I originally intended to treat Recover to Live like a textbook, and to just dip into the bits that interested me, but it is such an absorbing read that I went from cover to cover. Christopher has a knack of repackaging old information in such a way that it is not boring for those of us who may have read this stuff before. There is also plenty of new information and ideas.
12 Step Apologetics
Recover to Live has tons of information and lots of different viewpoints, but I sort of felt that Christopher pushes the 12 step programs a bit excessively at times. He admits that this approach is not for everyone, but on a couple of occasions it sounds like he is almost blaming people for not getting the program. I find this type of 12 Step apologetics to be unhelpful because it implies that other approaches are somehow inferior. I think it’s unfair to suggest that people fail in these groups because they didn’t try hard enough.

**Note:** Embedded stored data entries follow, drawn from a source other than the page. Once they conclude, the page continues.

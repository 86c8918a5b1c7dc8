//! Configuration handling
//!
//! Parses `packdesc.toml` files into the raw, unvalidated schema. Validation
//! happens when a [`BuildDescriptor`](crate::descriptor::BuildDescriptor) is
//! built from it.

mod schema;

use std::collections::BTreeMap;
use std::fs;
use std::path::{Path, PathBuf};

use serde::{Deserialize, Serialize};
use tracing::debug;

use crate::descriptor::Mode;
use crate::error::{ConfigError, Result};

pub use schema::*;

/// Default config file name
pub const CONFIG_FILE: &str = "packdesc.toml";

/// Main configuration structure
#[derive(Debug, Clone, Serialize, Deserialize)]
#[serde(deny_unknown_fields)]
pub struct Config {
    /// Build mode; `NODE_ENV` takes precedence when set
    #[serde(default)]
    pub mode: Option<Mode>,

    /// Directory the entry point is resolved against
    #[serde(default = "default_context")]
    pub context: String,

    /// Module graph root
    #[serde(default)]
    pub entry: Option<String>,

    /// Output configuration
    #[serde(default)]
    pub output: OutputSection,

    /// Development server settings
    #[serde(default)]
    pub dev_server: DevServerSection,

    /// Named dev server variants
    #[serde(default)]
    pub profiles: BTreeMap<String, DevServerOverrides>,

    /// Transform rules, first match wins
    #[serde(default)]
    pub rules: Vec<RuleSection>,

    /// Minimizer plugins
    #[serde(default)]
    pub optimization: Vec<PluginSection>,

    /// HTML page to emit
    #[serde(default)]
    pub html: Option<HtmlSection>,

    /// Root directory (computed from config file location)
    #[serde(skip)]
    pub root: PathBuf,
}

fn default_context() -> String {
    "src".to_string()
}

impl Config {
    /// Load configuration from a file path
    pub fn load<P: AsRef<Path>>(path: P) -> Result<Self> {
        let path = path.as_ref();
        let canonical_path = if path.is_absolute() {
            path.to_path_buf()
        } else {
            std::env::current_dir()
                .map_err(|source| ConfigError::Io {
                    path: path.to_path_buf(),
                    source,
                })?
                .join(path)
        };

        let content = fs::read_to_string(&canonical_path).map_err(|source| ConfigError::Io {
            path: canonical_path.clone(),
            source,
        })?;

        // Set root directory to the directory containing the config file
        let root = canonical_path
            .parent()
            .map(|p| p.to_path_buf())
            .unwrap_or_else(|| PathBuf::from("."));

        debug!("Parsing {}", canonical_path.display());
        Self::parse(&content, root)
    }

    /// Parse configuration text; `root` anchors relative paths
    pub fn parse(content: &str, root: impl Into<PathBuf>) -> Result<Self> {
        let mut config: Config = toml::from_str(content)?;
        config.root = root.into();
        Ok(config)
    }
}

#[cfg(test)]
mod tests {
    use super::*;
    use std::io::Write;

    #[test]
    fn test_defaults_fill_missing_sections() {
        let config = Config::parse(r#"entry = "./js/app.js""#, ".").unwrap();

        assert_eq!(config.context, "src");
        assert_eq!(config.mode, None);
        assert_eq!(config.output.dir, "dist");
        assert_eq!(config.dev_server.port, 3333);
        assert!(config.rules.is_empty());
        assert!(config.html.is_none());
    }

    #[test]
    fn test_unknown_mode_is_parse_error() {
        let err = Config::parse(r#"mode = "staging""#, ".").unwrap_err();
        assert!(matches!(err, ConfigError::Parse(_)));
    }

    #[test]
    fn test_unknown_keys_are_rejected() {
        let misspelled_field = "entry = \"main.js\"\n[output]\nfilname = \"x.[hash].js\"\n";
        let err = Config::parse(misspelled_field, ".").unwrap_err();
        assert!(err.to_string().contains("filname"));

        let misspelled_section = "entry = \"main.js\"\n[devserver]\nport = 4000\n";
        assert!(matches!(Config::parse(misspelled_section, "."), Err(ConfigError::Parse(_))));

        let rule_typo = "entry = \"main.js\"\n[[rules]]\ntest = 'x'\nuses = [\"a\"]\n";
        assert!(Config::parse(rule_typo, ".").is_err());

        let overlay_typo = "entry = \"main.js\"\n[dev_server.overlay]\nerrorz = true\n";
        assert!(Config::parse(overlay_typo, ".").is_err());
    }

    #[test]
    fn test_asset_filename_kept_with_dotted_ext() {
        let config = Config::parse(r#"entry = "main.js""#, ".").unwrap();
        assert_eq!(config.output.asset_filename, "assets/[path][name].[contenthash][ext]");
        assert_eq!(config.output.filename, "app.bundle.[contenthash].[ext]");
    }

    #[test]
    fn test_load_sets_root_to_config_dir() {
        let dir = tempfile::tempdir().unwrap();
        let path = dir.path().join(CONFIG_FILE);
        let mut file = fs::File::create(&path).unwrap();
        writeln!(file, r#"entry = "main.js""#).unwrap();

        let config = Config::load(&path).unwrap();
        assert_eq!(config.root, dir.path());
        assert_eq!(config.entry.as_deref(), Some("main.js"));
    }

    #[test]
    fn test_load_missing_file() {
        let err = Config::load("/definitely/not/here/packdesc.toml").unwrap_err();
        assert!(matches!(err, ConfigError::Io { .. }));
    }
}
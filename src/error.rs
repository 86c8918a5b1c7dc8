//! Error types for descriptor construction

use std::path::PathBuf;

use thiserror::Error;

/// Raised when a descriptor cannot be built from its inputs.
///
/// Construction either succeeds completely or fails with one of these;
/// there is never a partially-valid descriptor.
#[derive(Debug, Error)]
pub enum ConfigError {
    #[error("missing required field `{0}`")]
    MissingField(&'static str),

    #[error("invalid value for `{field}`: {reason}")]
    InvalidValue { field: String, reason: String },

    #[error("invalid pattern `{pattern}` in rule {rule}: {reason}")]
    InvalidPattern {
        rule: usize,
        pattern: String,
        reason: String,
    },

    #[error(
        "output filename template `{0}` has no [hash], [contenthash] or [chunkhash] token, \
         which production builds require for cache busting"
    )]
    MissingUniquenessToken(String),

    #[error("optimization plugin `{name}` is declared twice for {target} assets")]
    DuplicatePlugin { target: String, name: String },

    #[error("unknown dev server profile `{0}`")]
    UnknownProfile(String),

    #[error("environment variable {name}={value:?} is invalid: {reason}")]
    InvalidEnv {
        name: &'static str,
        value: String,
        reason: String,
    },

    #[error("failed to read config file {path}")]
    Io {
        path: PathBuf,
        #[source]
        source: std::io::Error,
    },

    #[error("failed to load environment file {path}")]
    DotEnv {
        path: PathBuf,
        #[source]
        source: dotenvy::Error,
    },

    #[error("failed to parse config file: {0}")]
    Parse(#[from] toml::de::Error),
}

impl ConfigError {
    pub(crate) fn invalid(field: impl Into<String>, reason: impl Into<String>) -> Self {
        Self::InvalidValue {
            field: field.into(),
            reason: reason.into(),
        }
    }
}

pub type Result<T, E = ConfigError> = std::result::Result<T, E>;
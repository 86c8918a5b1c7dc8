//! Environment snapshot consulted at descriptor construction

use std::collections::HashMap;
use std::path::Path;

use tracing::debug;

use crate::error::{ConfigError, Result};

/// Environment file read from the config directory
pub const DOTENV_FILE: &str = ".env";

/// Variables the descriptor reads.
pub const KEYS: [&str; 5] = ["NODE_ENV", "PORT", "HOST", "POWERED", "PACKDESC_PROFILE"];

/// Immutable copy of the environment taken before a build run.
///
/// Reading through a snapshot keeps construction pure: the same config
/// and snapshot always yield the same descriptor.
#[derive(Debug, Clone, Default)]
pub struct EnvSnapshot {
    vars: HashMap<String, String>,
}

impl EnvSnapshot {
    /// Capture the relevant variables from the current process
    pub fn from_process() -> Self {
        let vars = KEYS
            .iter()
            .filter_map(|key| std::env::var(key).ok().map(|value| (key.to_string(), value)))
            .collect();
        Self { vars }
    }

    /// Capture the process environment, then fill gaps from `root/.env`
    pub fn from_process_with_dotenv(root: &Path) -> Result<Self> {
        Self::from_process().with_dotenv(root)
    }

    /// Add variables from `root/.env` if that file exists
    ///
    /// Variables already present in the snapshot are never overridden.
    pub fn with_dotenv(mut self, root: &Path) -> Result<Self> {
        let path = root.join(DOTENV_FILE);
        if !path.is_file() {
            return Ok(self);
        }

        let to_error = |source: dotenvy::Error| ConfigError::DotEnv {
            path: path.clone(),
            source,
        };

        for item in dotenvy::from_path_iter(&path).map_err(to_error)? {
            let (key, value) = item.map_err(to_error)?;
            if KEYS.contains(&key.as_str()) && !self.vars.contains_key(&key) {
                debug!("Using {} from {}", key, path.display());
                self.vars.insert(key, value);
            }
        }

        Ok(self)
    }

    /// Build a snapshot from explicit pairs
    pub fn from_pairs<I, K, V>(pairs: I) -> Self
    where
        I: IntoIterator<Item = (K, V)>,
        K: Into<String>,
        V: Into<String>,
    {
        Self {
            vars: pairs
                .into_iter()
                .map(|(k, v)| (k.into(), v.into()))
                .collect(),
        }
    }

    /// Look up a variable, treating empty values as unset
    pub fn get(&self, key: &str) -> Option<&str> {
        self.vars
            .get(key)
            .map(String::as_str)
            .filter(|v| !v.is_empty())
    }
}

The truth is that this approach to recovery simply does not work for everyone, through no fault of their own, and they should try something else. At the end of the day though, the 12 Steps are what worked for Christopher so it is understandable that he would want to promote this treatment.
Best Book on Addiction?
I read some of the comments on Amazon and more than one person said that this is one of the best books they have read on addiction. I agree. It probably contains most of the important knowledge we have at the moment for dealing with addiction problems, and it presents this information in a readable way. He even talks about things like body work and acupuncture. Christopher doesn’t just limit himself to alcohol and drug addiction – he also has chapters on sex addiction, hoarding, gambling, cigarette addiction, and eating disorders. He provides plenty of citations for those of us who want to dig deeper into the information. It looks like Christopher has another best seller on his hands and hopefully this book will encourage more people to escape addiction.